## WHAT NEEDS TO BE DONE
When a line in the entries contains the word "SubmissionResolved", copy that line in full.

## MATERIAL FOR THIS TASK
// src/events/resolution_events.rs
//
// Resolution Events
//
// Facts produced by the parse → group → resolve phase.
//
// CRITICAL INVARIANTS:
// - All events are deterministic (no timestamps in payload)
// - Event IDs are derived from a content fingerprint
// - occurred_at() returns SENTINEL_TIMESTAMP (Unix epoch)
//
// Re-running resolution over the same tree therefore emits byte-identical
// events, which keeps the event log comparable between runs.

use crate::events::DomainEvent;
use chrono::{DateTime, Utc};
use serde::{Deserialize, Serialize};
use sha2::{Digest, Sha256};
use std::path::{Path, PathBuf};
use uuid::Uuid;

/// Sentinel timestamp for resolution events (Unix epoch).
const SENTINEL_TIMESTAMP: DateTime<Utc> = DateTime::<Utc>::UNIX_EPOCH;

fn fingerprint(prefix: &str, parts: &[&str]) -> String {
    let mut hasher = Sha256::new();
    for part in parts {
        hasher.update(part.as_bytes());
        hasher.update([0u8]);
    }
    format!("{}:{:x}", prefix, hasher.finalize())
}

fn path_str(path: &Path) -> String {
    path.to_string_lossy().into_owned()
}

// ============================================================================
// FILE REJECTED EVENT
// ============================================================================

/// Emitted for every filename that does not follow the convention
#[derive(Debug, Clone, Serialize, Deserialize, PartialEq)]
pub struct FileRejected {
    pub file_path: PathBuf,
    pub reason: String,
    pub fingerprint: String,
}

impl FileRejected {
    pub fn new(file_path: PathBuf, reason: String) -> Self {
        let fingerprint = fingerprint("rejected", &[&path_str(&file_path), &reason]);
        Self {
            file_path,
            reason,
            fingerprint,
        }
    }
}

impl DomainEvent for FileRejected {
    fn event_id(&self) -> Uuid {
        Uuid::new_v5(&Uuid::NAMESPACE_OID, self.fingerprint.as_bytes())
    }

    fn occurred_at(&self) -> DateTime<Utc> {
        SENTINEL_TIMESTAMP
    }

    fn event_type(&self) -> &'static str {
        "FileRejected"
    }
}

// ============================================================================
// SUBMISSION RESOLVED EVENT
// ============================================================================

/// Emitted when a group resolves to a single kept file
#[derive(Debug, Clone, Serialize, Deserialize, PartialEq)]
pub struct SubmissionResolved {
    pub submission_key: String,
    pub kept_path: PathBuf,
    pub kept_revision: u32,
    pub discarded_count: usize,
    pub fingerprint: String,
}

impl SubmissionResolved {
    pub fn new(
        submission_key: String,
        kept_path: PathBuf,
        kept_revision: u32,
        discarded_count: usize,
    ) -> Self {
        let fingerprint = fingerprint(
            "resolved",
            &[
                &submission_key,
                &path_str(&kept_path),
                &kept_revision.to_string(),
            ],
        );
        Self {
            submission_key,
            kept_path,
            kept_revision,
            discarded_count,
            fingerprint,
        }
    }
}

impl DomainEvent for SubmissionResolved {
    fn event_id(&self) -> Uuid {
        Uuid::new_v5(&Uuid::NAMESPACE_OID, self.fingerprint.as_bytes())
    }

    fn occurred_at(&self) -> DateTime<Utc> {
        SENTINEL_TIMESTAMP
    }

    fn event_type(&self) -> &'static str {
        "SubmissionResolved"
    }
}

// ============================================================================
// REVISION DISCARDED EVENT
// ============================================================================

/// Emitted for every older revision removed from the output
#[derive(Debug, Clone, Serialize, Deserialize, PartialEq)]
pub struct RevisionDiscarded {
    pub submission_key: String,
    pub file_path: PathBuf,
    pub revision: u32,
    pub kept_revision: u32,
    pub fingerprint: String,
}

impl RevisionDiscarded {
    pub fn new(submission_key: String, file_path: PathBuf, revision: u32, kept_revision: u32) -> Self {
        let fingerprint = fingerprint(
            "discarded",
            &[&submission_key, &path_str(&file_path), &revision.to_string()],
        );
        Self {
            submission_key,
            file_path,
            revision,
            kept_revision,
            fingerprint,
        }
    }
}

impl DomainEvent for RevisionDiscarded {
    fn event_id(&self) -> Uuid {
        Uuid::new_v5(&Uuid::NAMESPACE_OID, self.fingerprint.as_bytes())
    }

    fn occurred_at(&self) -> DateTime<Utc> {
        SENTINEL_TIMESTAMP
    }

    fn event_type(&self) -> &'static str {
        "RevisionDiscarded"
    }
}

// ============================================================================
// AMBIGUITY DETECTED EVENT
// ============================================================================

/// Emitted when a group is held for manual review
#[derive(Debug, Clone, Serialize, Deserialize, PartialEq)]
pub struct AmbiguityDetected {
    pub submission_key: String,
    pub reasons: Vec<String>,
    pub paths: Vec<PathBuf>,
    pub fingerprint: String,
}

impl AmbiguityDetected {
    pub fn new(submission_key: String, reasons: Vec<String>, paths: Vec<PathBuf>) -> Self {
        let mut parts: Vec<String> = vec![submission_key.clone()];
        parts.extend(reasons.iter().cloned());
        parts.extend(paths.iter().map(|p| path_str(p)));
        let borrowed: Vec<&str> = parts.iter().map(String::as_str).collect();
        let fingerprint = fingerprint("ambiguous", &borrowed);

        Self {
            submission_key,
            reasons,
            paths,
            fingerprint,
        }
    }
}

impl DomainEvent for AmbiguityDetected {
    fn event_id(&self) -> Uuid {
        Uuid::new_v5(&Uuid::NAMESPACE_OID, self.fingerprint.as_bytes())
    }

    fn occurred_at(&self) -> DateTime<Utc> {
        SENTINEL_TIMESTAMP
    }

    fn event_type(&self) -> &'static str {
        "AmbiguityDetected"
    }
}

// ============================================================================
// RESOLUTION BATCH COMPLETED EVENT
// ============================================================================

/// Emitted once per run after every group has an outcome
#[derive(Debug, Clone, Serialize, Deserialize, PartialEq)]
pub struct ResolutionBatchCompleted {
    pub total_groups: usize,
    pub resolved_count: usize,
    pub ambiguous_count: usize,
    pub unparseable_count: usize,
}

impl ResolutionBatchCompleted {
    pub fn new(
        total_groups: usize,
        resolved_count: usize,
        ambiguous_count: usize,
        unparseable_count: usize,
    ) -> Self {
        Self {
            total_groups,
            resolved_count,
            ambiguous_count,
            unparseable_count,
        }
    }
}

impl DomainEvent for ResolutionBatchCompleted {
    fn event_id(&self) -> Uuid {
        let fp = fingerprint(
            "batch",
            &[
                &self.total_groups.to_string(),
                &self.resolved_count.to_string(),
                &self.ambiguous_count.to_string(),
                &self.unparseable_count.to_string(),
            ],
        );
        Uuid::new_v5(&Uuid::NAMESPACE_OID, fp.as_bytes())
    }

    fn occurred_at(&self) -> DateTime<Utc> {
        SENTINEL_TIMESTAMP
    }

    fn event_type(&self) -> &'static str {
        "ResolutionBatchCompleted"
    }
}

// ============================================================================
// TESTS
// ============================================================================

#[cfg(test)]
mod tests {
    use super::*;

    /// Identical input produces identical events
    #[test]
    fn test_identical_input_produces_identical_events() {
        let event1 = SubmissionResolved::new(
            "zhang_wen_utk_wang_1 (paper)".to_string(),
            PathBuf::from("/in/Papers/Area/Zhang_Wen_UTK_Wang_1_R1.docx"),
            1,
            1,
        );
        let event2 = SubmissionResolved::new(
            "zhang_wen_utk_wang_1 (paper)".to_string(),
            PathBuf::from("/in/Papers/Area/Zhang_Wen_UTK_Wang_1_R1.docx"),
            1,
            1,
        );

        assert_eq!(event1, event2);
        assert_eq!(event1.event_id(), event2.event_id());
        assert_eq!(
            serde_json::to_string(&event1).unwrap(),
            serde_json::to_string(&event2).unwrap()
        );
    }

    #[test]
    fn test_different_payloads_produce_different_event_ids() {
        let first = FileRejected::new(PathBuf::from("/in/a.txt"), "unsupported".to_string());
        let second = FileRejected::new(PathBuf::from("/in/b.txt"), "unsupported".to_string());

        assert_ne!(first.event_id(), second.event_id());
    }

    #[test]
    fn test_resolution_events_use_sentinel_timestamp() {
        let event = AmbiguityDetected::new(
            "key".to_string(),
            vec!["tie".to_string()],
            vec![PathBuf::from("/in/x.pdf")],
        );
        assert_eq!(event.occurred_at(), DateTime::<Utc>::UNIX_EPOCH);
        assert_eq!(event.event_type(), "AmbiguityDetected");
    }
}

## REPLY TO THE TASK
pub struct SubmissionResolved {
impl SubmissionResolved {
impl DomainEvent for SubmissionResolved {
        "SubmissionResolved"
        let event1 = SubmissionResolved::new(
        let event2 = SubmissionResolved::new(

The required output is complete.